Items listed in a dataset:
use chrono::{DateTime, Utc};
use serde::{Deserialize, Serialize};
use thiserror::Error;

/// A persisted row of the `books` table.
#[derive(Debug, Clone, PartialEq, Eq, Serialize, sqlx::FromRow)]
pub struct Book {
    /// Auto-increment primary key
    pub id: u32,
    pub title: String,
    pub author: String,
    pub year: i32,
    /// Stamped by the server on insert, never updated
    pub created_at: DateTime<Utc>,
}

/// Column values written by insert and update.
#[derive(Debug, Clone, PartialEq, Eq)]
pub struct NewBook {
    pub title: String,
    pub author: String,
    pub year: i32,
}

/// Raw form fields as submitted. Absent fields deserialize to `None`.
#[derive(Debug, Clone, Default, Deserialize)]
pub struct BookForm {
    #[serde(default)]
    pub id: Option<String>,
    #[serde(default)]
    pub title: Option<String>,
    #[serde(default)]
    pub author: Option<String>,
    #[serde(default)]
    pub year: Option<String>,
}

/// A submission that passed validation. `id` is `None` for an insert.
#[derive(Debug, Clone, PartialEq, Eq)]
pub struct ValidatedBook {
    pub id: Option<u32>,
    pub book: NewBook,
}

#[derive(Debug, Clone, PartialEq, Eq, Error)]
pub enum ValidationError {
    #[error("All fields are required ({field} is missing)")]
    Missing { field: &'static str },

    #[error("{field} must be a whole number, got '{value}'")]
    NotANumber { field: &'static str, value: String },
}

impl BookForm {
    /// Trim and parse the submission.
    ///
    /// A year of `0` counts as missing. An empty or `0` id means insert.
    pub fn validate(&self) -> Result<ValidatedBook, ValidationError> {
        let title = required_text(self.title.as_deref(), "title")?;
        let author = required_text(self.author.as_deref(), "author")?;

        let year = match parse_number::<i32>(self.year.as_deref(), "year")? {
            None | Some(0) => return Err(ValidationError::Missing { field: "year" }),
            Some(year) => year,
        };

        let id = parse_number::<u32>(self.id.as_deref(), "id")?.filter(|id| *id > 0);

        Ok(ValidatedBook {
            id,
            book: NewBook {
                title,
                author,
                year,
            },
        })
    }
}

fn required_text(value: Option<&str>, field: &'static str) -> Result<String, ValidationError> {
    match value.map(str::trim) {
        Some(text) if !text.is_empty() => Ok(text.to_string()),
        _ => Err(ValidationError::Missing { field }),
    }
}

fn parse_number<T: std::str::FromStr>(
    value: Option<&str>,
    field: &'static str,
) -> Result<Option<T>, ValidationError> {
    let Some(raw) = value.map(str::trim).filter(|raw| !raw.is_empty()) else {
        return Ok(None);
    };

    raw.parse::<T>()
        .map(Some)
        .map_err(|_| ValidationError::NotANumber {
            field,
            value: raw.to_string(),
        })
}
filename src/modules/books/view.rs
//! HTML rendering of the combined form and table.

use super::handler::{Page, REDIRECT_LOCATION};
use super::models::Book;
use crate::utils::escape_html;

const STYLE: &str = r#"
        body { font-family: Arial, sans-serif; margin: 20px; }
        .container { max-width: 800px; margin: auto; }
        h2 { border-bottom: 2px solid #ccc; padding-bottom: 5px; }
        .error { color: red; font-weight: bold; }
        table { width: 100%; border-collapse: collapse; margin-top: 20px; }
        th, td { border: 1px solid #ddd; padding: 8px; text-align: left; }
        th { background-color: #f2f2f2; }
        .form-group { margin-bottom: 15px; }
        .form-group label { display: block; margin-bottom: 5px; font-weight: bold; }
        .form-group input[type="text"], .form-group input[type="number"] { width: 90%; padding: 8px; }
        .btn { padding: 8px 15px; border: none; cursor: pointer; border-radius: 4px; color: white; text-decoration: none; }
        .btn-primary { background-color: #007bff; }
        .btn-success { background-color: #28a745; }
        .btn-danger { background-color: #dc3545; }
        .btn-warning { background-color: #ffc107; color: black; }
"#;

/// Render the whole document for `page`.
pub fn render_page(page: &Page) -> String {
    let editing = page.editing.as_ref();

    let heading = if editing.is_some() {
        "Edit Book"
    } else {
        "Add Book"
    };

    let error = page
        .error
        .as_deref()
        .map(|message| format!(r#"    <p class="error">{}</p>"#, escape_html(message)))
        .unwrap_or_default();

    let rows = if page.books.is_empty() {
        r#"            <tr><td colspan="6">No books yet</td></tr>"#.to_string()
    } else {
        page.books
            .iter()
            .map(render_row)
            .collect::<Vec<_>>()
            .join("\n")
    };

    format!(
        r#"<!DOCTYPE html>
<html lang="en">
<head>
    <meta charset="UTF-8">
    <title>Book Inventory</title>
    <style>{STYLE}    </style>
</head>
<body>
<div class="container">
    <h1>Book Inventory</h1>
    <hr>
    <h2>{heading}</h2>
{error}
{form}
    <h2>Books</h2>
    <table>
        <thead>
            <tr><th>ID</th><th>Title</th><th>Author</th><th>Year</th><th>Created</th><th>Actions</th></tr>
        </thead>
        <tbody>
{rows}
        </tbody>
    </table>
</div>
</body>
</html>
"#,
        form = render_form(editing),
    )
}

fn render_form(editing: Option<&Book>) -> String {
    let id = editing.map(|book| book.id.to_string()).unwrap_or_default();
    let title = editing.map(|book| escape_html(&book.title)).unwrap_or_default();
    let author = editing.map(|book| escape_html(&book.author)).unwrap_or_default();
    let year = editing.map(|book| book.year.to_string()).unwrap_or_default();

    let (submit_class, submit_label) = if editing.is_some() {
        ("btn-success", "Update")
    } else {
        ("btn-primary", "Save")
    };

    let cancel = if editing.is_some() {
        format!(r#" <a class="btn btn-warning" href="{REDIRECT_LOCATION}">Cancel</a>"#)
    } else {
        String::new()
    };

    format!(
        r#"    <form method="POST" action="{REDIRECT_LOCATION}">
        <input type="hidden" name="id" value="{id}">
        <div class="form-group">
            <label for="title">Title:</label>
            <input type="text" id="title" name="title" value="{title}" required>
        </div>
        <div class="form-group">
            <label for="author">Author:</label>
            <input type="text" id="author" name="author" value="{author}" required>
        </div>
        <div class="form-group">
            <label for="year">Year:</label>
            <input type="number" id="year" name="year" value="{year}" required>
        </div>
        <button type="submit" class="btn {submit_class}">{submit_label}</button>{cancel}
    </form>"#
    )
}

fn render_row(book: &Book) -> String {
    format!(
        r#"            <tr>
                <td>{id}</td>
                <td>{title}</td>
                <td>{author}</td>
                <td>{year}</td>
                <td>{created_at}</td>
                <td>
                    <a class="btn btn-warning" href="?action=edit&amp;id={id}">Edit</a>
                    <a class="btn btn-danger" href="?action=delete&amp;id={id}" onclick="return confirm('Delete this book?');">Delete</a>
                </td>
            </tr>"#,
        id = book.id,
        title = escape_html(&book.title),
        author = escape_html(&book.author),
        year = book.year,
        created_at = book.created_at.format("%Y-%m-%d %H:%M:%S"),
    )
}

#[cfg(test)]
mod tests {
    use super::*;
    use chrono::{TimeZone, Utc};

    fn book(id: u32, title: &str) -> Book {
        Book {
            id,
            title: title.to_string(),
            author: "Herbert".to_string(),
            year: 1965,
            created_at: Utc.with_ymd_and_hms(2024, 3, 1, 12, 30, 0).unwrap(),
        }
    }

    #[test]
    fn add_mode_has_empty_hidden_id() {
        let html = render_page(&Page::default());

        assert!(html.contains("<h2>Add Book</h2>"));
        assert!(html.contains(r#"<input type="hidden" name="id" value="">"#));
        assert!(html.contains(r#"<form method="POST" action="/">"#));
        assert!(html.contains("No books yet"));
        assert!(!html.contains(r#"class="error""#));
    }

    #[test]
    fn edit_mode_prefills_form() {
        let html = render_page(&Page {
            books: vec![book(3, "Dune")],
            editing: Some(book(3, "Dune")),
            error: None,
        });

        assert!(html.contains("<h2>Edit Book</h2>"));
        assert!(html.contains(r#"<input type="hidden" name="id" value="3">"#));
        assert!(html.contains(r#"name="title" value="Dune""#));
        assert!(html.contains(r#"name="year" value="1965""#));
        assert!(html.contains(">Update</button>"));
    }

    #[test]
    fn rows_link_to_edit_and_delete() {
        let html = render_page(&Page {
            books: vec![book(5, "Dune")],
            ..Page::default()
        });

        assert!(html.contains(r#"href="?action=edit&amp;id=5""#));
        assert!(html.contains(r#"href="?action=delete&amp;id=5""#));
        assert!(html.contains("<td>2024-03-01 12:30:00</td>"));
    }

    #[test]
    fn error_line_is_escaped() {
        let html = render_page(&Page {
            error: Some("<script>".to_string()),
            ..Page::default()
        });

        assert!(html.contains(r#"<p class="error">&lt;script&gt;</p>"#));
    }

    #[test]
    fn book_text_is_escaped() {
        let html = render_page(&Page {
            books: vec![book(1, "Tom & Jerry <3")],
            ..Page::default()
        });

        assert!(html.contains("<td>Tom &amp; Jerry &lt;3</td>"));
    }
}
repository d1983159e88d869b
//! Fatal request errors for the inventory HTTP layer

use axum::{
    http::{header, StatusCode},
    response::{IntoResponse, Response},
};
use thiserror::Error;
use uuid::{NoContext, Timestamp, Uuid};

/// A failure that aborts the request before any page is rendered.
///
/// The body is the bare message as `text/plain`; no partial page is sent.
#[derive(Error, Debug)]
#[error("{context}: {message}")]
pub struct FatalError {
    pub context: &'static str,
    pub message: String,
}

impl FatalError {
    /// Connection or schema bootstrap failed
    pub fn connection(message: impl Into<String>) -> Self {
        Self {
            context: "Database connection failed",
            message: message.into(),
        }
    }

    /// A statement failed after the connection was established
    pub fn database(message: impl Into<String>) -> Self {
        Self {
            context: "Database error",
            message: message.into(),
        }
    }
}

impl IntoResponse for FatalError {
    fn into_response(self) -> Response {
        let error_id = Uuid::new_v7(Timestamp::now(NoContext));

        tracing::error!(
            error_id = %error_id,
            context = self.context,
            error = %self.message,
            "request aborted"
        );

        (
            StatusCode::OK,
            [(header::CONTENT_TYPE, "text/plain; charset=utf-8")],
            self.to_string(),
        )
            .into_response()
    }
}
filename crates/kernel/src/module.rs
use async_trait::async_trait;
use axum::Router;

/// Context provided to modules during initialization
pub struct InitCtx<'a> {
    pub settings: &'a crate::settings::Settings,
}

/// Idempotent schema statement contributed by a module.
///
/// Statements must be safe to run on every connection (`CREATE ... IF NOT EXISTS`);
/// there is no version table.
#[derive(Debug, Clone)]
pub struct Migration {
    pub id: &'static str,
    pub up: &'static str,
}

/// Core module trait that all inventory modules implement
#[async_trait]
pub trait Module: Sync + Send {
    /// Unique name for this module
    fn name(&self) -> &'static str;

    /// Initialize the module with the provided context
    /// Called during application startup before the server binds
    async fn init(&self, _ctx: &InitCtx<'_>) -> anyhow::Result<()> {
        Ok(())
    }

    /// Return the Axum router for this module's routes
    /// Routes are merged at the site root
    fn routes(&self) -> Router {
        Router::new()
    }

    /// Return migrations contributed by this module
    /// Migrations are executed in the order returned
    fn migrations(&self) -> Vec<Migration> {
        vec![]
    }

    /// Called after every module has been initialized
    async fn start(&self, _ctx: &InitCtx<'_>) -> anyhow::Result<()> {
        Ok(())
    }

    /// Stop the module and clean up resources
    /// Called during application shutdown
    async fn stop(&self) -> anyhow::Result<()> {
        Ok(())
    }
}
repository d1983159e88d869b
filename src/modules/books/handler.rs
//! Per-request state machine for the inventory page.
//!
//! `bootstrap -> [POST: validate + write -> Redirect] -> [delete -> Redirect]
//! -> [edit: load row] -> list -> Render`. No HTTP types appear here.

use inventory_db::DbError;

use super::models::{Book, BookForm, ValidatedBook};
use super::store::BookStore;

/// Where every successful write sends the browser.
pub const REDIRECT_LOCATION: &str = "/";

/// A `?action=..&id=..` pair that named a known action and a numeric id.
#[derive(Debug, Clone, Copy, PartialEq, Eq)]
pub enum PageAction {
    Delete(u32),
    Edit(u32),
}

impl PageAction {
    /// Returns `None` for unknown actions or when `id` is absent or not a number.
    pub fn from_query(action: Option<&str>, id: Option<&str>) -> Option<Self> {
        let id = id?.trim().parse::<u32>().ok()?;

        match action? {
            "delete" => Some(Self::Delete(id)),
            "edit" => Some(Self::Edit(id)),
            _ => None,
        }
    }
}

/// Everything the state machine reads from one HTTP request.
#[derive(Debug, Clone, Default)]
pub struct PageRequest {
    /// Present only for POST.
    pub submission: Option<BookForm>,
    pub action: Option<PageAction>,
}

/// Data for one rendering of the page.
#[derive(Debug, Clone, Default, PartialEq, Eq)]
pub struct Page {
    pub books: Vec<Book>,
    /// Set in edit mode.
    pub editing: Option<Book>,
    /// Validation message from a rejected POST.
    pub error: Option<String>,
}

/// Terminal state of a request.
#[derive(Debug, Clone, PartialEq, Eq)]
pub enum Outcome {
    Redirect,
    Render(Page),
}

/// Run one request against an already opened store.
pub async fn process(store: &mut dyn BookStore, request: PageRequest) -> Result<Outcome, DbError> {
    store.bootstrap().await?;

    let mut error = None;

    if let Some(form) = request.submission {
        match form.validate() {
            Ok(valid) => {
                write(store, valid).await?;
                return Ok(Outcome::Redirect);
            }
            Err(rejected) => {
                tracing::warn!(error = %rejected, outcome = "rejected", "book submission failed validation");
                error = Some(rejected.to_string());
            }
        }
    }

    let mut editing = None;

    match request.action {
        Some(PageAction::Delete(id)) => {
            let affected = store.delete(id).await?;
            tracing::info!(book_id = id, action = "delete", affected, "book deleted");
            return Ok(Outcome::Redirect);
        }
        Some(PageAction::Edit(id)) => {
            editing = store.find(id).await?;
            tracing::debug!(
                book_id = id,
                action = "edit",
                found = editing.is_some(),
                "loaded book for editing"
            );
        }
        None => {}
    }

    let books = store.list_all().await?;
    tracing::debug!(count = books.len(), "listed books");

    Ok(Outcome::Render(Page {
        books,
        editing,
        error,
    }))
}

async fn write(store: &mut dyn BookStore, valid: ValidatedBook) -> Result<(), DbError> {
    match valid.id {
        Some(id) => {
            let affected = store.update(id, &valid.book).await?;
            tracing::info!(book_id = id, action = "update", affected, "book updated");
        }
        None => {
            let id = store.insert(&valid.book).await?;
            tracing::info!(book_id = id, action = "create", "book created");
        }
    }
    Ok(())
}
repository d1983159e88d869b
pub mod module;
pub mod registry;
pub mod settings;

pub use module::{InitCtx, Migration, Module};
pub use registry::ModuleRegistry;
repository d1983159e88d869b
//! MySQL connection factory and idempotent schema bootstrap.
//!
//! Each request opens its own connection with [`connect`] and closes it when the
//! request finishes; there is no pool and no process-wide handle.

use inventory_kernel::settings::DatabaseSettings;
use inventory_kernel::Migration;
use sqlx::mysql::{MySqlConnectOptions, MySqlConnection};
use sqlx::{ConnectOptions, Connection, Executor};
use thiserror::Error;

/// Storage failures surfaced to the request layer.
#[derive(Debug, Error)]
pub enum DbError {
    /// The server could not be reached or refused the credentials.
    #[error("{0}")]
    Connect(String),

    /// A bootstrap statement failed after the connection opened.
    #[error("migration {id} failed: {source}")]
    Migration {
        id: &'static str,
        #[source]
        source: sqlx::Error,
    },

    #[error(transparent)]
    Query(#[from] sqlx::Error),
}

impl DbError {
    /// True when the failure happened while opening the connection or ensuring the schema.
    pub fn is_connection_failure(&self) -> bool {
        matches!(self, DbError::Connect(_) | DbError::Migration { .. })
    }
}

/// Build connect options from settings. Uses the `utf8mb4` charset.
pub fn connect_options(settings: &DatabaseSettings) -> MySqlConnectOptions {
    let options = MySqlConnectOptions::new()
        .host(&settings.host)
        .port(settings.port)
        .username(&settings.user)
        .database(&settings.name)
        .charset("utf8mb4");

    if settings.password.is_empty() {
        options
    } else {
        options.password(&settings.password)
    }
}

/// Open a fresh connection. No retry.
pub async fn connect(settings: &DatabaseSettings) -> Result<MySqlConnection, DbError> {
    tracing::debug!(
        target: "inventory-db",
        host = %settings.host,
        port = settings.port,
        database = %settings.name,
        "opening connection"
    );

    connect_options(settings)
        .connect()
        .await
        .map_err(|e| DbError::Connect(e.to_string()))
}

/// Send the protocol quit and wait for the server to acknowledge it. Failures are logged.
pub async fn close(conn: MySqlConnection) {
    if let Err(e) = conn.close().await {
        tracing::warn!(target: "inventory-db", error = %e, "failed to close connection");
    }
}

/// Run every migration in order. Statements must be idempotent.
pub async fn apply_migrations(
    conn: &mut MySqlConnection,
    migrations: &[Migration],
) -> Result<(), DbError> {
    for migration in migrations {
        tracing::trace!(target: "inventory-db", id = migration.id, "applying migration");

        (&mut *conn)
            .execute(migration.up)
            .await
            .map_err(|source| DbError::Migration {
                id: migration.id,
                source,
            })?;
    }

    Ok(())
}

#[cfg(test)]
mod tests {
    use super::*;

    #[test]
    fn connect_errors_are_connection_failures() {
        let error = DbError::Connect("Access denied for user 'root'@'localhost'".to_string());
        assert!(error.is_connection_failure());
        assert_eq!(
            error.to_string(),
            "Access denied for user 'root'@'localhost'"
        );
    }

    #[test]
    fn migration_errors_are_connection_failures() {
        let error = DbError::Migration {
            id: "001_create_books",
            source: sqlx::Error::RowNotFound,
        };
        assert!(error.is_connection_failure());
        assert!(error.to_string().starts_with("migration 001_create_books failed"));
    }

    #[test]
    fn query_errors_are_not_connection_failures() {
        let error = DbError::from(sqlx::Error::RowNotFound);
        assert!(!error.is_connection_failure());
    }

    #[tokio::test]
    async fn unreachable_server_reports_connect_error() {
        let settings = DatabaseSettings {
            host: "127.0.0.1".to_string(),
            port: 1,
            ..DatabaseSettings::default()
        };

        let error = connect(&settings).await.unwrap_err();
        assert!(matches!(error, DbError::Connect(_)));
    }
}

> [Required work] After locating the line with "for an insert." above, return that line and every later line through the one with "pub fn validate(&self)", word for word and with nothing else.

> [The completed task]
/// A submission that passed validation. `id` is `None` for an insert.
#[derive(Debug, Clone, PartialEq, Eq)]
pub struct ValidatedBook {
    pub id: Option<u32>,
    pub book: NewBook,
}

#[derive(Debug, Clone, PartialEq, Eq, Error)]
pub enum ValidationError {
    #[error("All fields are required ({field} is missing)")]
    Missing { field: &'static str },

    #[error("{field} must be a whole number, got '{value}'")]
    NotANumber { field: &'static str, value: String },
}

impl BookForm {
    /// Trim and parse the submission.
    ///
    /// A year of `0` counts as missing. An empty or `0` id means insert.
    pub fn validate(&self) -> Result<ValidatedBook, ValidationError> {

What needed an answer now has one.